When I began my writing career, somewhere in the back on my mind I still held the romantic vision of myself typing on a manual typewriter lost all day in the world I would create on the page.
When my first novel came out in 2000, my publisher wrote in an email, “Now what are you going to do to sell this book?”
Sell this book? I wrote it. Did I have to sell it, too?
After puzzling over his words for a few weeks, I realized that people were not lined up outside my door waiting to purchase this little piece of myself — all 192 pages. I organized a book tour and mailed away dozens of books to potential reviewers, promoters, and buyers. I even sent five to Oprah — one for her and four for her assistants. I sold 500 copies of that first book, mostly one at a time, one book signing a day, one book talk a month.

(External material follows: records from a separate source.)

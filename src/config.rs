//! Application-wide constants and compile-time configuration.
//!
//! All protocol constants, identity values, and timing parameters live
//! here so they can be tuned in one place.

// Identity

/// Complete local device name, advertised in the scan response and
/// served by the GAP device-name characteristic.
pub const DEVICE_NAME: &str = "Heartrate Monitor";

/// GAP appearance code: Generic Heart Rate Sensor (0x0341).
/// Served little-endian by the appearance read handler.
pub const APPEARANCE: u16 = 0x0341;

// Sensor channel

/// Identifier of the inbound sensor channel carrying heart-rate samples.
/// The transport is shared; samples on any other id are ignored.
pub const HRS_CHANNEL_ID: u32 = 99;

/// Heart Rate Measurement presentation flags: uint8 heart-rate-value
/// format, no optional fields. Low byte of every measurement value.
pub const MEASUREMENT_FLAGS: u8 = 0x06;

/// Depth of the inbound sample inbox. Overflow drops the oldest intent,
/// consistent with latest-value-wins delivery.
pub const SENSOR_INBOX_DEPTH: usize = 8;

// Subscription state

/// Size of the per-client subscription table. Mirrors the maximum
/// paired-client configuration of the host stack.
pub const MAX_PAIRED_CLIENTS: usize = 4;

// BLE

/// Advertising interval (0.625 ms units). 400 = 250 ms.
pub const BLE_ADV_INTERVAL: u32 = 400;

/// BLE connection interval range (in 1.25 ms units).
/// 24 = 30 ms, a comfortable rate for one-value-per-beat traffic.
pub const BLE_CONN_INTERVAL_MIN: u16 = 24;
pub const BLE_CONN_INTERVAL_MAX: u16 = 40;

/// BLE slave latency (number of connection events the peripheral can skip).
pub const BLE_SLAVE_LATENCY: u16 = 0;

/// BLE supervision timeout (in 10 ms units). 400 = 4 s.
pub const BLE_SUP_TIMEOUT: u16 = 400;
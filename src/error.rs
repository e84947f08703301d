//! Unified error type for hr2ble.
//!
//! We avoid `alloc` - all error variants carry only fixed-size data.
//! Implements `defmt::Format` for efficient on-target logging.

/// Top-level error type used across the application.
///
/// The setup variants are fatal for the current boot cycle: the embedded
/// layer logs them and halts further setup instead of retrying.
#[derive(Debug, Clone, Copy, PartialEq, Eq)]
#[cfg_attr(feature = "defmt", derive(defmt::Format))]
pub enum Error {
    /// The BLE host stack reported an initialisation failure.
    HostInitFailed,

    /// A setup step ran before the host stack signalled readiness,
    /// or after setup already failed.
    NotReady,

    /// The attribute table was registered a second time.
    AlreadyRegistered,

    /// Undirected connectable advertising could not be started.
    AdvertisingFailed,

    /// A connect callback reported a failed link establishment.
    /// Observational: nothing is stored, the status is only logged.
    ConnectionFailed(u8),
}
//! Build script - copies the linker script into the output directory
//! so that the linker can find it at link time.

use std::env;
use std::fs;
use std::path::PathBuf;

fn main() {
    let out_dir = PathBuf::from(env::var("OUT_DIR").unwrap());

    // Copy memory.x to OUT_DIR
    fs::copy("memory.x", out_dir.join("memory.x")).unwrap();

    // Tell cargo to look for linker scripts in OUT_DIR
    println!("cargo:rustc-link-search={}", out_dir.display());

    // Rebuild if the linker script changes
    println!("cargo:rerun-if-changed=memory.x");
    println!("cargo:rerun-if-changed=build.rs");
}
//! Per-client notification subscription state (CCC descriptor values).

use crate::config::MAX_PAIRED_CLIENTS;

/// CCC value a client writes to enable notifications.
pub const CCC_NOTIFY: u16 = 0x0001;

/// Bounded table of per-client notify flags.
///
/// Each slot reflects the most recent CCC write observed for that client
/// slot; everything starts disabled. Slot indices come from the trusted
/// host stack, so an out-of-range index is a programming error and
/// panics.
pub struct SubscriptionTable {
    enabled: [bool; MAX_PAIRED_CLIENTS],
}

impl SubscriptionTable {
    pub const fn new() -> Self {
        Self {
            enabled: [false; MAX_PAIRED_CLIENTS],
        }
    }

    /// Record a CCC write for `slot`.
    ///
    /// Exactly the notify enable code subscribes; any other value,
    /// including the disable code and malformed writes, unsubscribes.
    /// Total function of the last write, no history.
    pub fn set(&mut self, slot: usize, value: u16) {
        self.enabled[slot] = value == CCC_NOTIFY;
    }

    pub fn is_subscribed(&self, slot: usize) -> bool {
        self.enabled[slot]
    }

    /// Return `slot` to its disabled default.
    ///
    /// Called when the connection owning the slot goes away, so a reused
    /// slot never inherits a stale subscription.
    pub fn reset(&mut self, slot: usize) {
        self.enabled[slot] = false;
    }

    pub fn reset_all(&mut self) {
        self.enabled = [false; MAX_PAIRED_CLIENTS];
    }
}

impl Default for SubscriptionTable {
    fn default() -> Self {
        Self::new()
    }
}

I am reminded of the story of two men several years ago who took nontraditional ways to promote their books. The first one occurred in St. Augustine, Florida. Dusty L. Cage wanted to promote his book against child pornography, so he climbed to the top of the St. Augustine lighthouse dressed in a tiger suit.
After his arrest for burglary, many exclaimed about his antics, but almost everyone said they would have to buy his book. At the time, his website said he committed these outrageous antics to get himself noticed because the publishing world was not going to promote him.

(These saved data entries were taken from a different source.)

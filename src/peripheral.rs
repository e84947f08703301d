//! Peripheral core: one struct owning all mutable state.
//!
//! Everything the three asynchronous domains share - the active
//! connection handle, the subscription table, the measurement value and
//! the setup state machine - lives in a single [`Peripheral`] instance
//! owned by one event-loop task. Host-stack callbacks and sensor samples
//! are funnelled into its methods; effects (the one notification send)
//! come back out as plain values for the caller to execute. No global
//! state, no locks.
//!
//! The struct is generic over the connection handle type: the real
//! SoftDevice `Connection` on target, any cheap `Clone` double in host
//! tests.

use crate::config;
use crate::error::Error;
use crate::gatt::ccc::SubscriptionTable;
use crate::hrs::Measurement;

/// Peripheral-level lifecycle state.
///
/// `Failed` is terminal: fatal setup errors are unrecoverable for the
/// boot cycle.
#[derive(Clone, Copy, Debug, PartialEq, Eq)]
#[cfg_attr(feature = "defmt", derive(defmt::Format))]
pub enum SetupState {
    Uninitialized,
    HostReady,
    Advertising,
    Connected,
    Failed,
}

/// A notification send the caller should perform, best effort.
///
/// Whether the central actually receives it is gated by the host stack
/// (an unsubscribed connection makes the send fail there); the core does
/// not consult the subscription table on this path.
#[derive(Clone, Debug, PartialEq, Eq)]
pub struct Notification<C> {
    /// Connection to deliver on, borrowed for the duration of the send.
    pub conn: C,
    /// Measurement value, `(raw << 8) | flags`.
    pub value: u16,
}

impl<C> Notification<C> {
    /// Wire payload, flags byte first.
    pub fn payload(&self) -> [u8; 2] {
        self.value.to_le_bytes()
    }
}

/// The single peripheral instance.
pub struct Peripheral<C: Clone> {
    state: SetupState,
    registered: bool,
    conn: Option<C>,
    subscriptions: SubscriptionTable,
    measurement: Measurement,
}

impl<C: Clone> Peripheral<C> {
    pub fn new() -> Self {
        Self {
            state: SetupState::Uninitialized,
            registered: false,
            conn: None,
            subscriptions: SubscriptionTable::new(),
            measurement: Measurement::default(),
        }
    }

    pub fn state(&self) -> SetupState {
        self.state
    }

    // Setup (advertising/pairing controller)

    /// Host stack readiness callback. `ok == false` is fatal.
    pub fn on_host_ready(&mut self, ok: bool) -> Result<(), Error> {
        if self.state != SetupState::Uninitialized {
            return Err(Error::NotReady);
        }
        if !ok {
            self.state = SetupState::Failed;
            return Err(Error::HostInitFailed);
        }
        self.state = SetupState::HostReady;
        Ok(())
    }

    /// Record that the attribute table has been registered with the host
    /// stack. Exactly once, after readiness; anything else is fatal.
    pub fn mark_registered(&mut self) -> Result<(), Error> {
        if self.state == SetupState::Uninitialized || self.state == SetupState::Failed {
            return Err(Error::NotReady);
        }
        if self.registered {
            self.state = SetupState::Failed;
            return Err(Error::AlreadyRegistered);
        }
        self.registered = true;
        Ok(())
    }

    /// Outcome of an advertising start attempt. Failure is fatal, not
    /// retried.
    pub fn advertising_started(&mut self, ok: bool) -> Result<(), Error> {
        if !self.registered || self.state == SetupState::Failed {
            return Err(Error::NotReady);
        }
        if !ok {
            self.state = SetupState::Failed;
            return Err(Error::AdvertisingFailed);
        }
        self.state = SetupState::Advertising;
        Ok(())
    }

    // Connection lifecycle

    /// Connect callback from the host stack.
    ///
    /// A non-zero status means the link never came up: nothing is
    /// stored and the error is returned for logging only. On success the
    /// handle is retained as the single active connection.
    pub fn on_connected(&mut self, conn: C, status: u8) -> Result<(), Error> {
        if status != 0 {
            return Err(Error::ConnectionFailed(status));
        }
        // Single peripheral role: the host stack never reports a second
        // connect while one link is up.
        assert!(self.conn.is_none(), "connect while a connection is active");
        self.conn = Some(conn);
        self.state = SetupState::Connected;
        Ok(())
    }

    /// Disconnect callback. Clears the handle (no-op when none is held)
    /// and drops all subscriptions, so a reused client slot starts
    /// disabled. Advertising resumes via the connection loop.
    pub fn on_disconnected(&mut self, _reason: u8) {
        self.conn = None;
        self.subscriptions.reset_all();
        if self.state == SetupState::Connected {
            self.state = SetupState::Advertising;
        }
    }

    pub fn current_connection(&self) -> Option<&C> {
        self.conn.as_ref()
    }

    // Subscription state

    /// CCC descriptor write for `slot`.
    pub fn on_ccc_changed(&mut self, slot: usize, value: u16) {
        self.subscriptions.set(slot, value);
    }

    pub fn is_subscribed(&self, slot: usize) -> bool {
        self.subscriptions.is_subscribed(slot)
    }

    // Sensor ingest

    /// Inbound sample from the external sensor channel.
    ///
    /// Foreign channel ids are ignored. An accepted byte always updates
    /// the stored measurement; a notification effect is returned only
    /// when a connection is active. Latest value wins, no queueing.
    pub fn on_sample(&mut self, channel_id: u32, raw: u8) -> Option<Notification<C>> {
        if channel_id != config::HRS_CHANNEL_ID {
            return None;
        }
        self.measurement.update(raw);
        let conn = self.conn.clone()?;
        Some(Notification {
            conn,
            value: self.measurement.value(),
        })
    }

    /// Latest stored measurement, `(raw << 8) | flags`.
    pub fn measurement(&self) -> u16 {
        self.measurement.value()
    }
}

impl<C: Clone> Default for Peripheral<C> {
    fn default() -> Self {
        Self::new()
    }
}
//! Test-only library interface for hr2ble.
//!
//! This crate root exposes the pure peripheral core - attribute table,
//! subscription state, connection lifecycle, sensor ingest, advertising
//! payloads - which can be tested on the host (no embedded hardware
//! required).
//!
//! Usage: `cargo test`
//!
//! Note: The embedded binary uses main.rs with #![no_std] and #![no_main]
//! behind the `embedded` feature; it feeds SoftDevice and sensor-channel
//! events into the [`peripheral::Peripheral`] core defined here.

#![cfg_attr(not(test), no_std)]

pub mod adv;
pub mod config;
pub mod error;
pub mod gatt;
pub mod hrs;
pub mod peripheral;

// ═══════════════════════════════════════════════════════════════════════════
// Unit Tests
// ═══════════════════════════════════════════════════════════════════════════
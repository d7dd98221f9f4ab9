//! db.rs
//! Conexión a SQLite y migraciones embebidas.

use std::path::Path;
use std::str::FromStr;

use anyhow::{Context, Result};
use sqlx::sqlite::{SqliteConnectOptions, SqlitePoolOptions};
use sqlx::{Pool, Sqlite};

pub async fn setup_database(database_url: &str) -> Result<Pool<Sqlite>> {
    let in_memory = database_url.contains(":memory:");

    // Crear la carpeta del archivo si hace falta (p.ej. ./data)
    if !in_memory {
        let file_part = database_url
            .trim_start_matches("sqlite://")
            .trim_start_matches("sqlite:")
            .split('?')
            .next()
            .unwrap_or_default();
        if let Some(parent) = Path::new(file_part).parent() {
            if !parent.as_os_str().is_empty() {
                std::fs::create_dir_all(parent)
                    .with_context(|| format!("No se pudo crear el directorio {:?}", parent))?;
            }
        }
    }

    log::info!("Conectando a SQLite en {}", database_url);

    let options = SqliteConnectOptions::from_str(database_url)
        .with_context(|| format!("DATABASE_URL inválida: {}", database_url))?
        .create_if_missing(true);

    // Una base en memoria vive mientras viva su única conexión
    let pool_options = if in_memory {
        SqlitePoolOptions::new()
            .max_connections(1)
            .idle_timeout(None)
            .max_lifetime(None)
    } else {
        SqlitePoolOptions::new().max_connections(5)
    };

    let db_pool = pool_options
        .connect_with(options)
        .await
        .context("No se pudo conectar a la base de datos SQLite")?;

    Ok(db_pool)
}

/// Corre migraciones con sqlx
pub async fn run_migrations(db_pool: &Pool<Sqlite>) -> Result<()> {
    sqlx::migrate!("./migrations")
        .run(db_pool)
        .await
        .context("Fallo en migraciones")?;
    Ok(())
}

Around the same time, the bigger media hog was James Frey and his nonfiction fictionalized account of his drug-crazed days in A Million Little Pieces.
Frey did what no self-respecting author ever wants to do: he made Oprah mad. She brought him on his show and praised his honesty and bravery in writing his memoirs. Then months later, Frey was exposed for having greatly exaggerated his nonfictional account of his drug abuse. Oprah was furious, but Frey probably raced to the bank to cash the royalty checks for the millions of books he sold before and after the unveiling of his duplicity.
Some argued that Frey was a victim of the publishing machine wanting to sensationalize his life. A memoir is a true account. If names are changed or characters combined in a real story, the ethical author acknowledges it in the introduction. Frey took no such opportunity to enlighten his readers that he added entire incidents and scenes and conversations. If he admitted it, the book would have been classified as a novel, not a memoir.
To market myself as a writer, I do many different things, such as write this blog. I take comfort that I do it without climbing to the top of a lighthouse and without lying.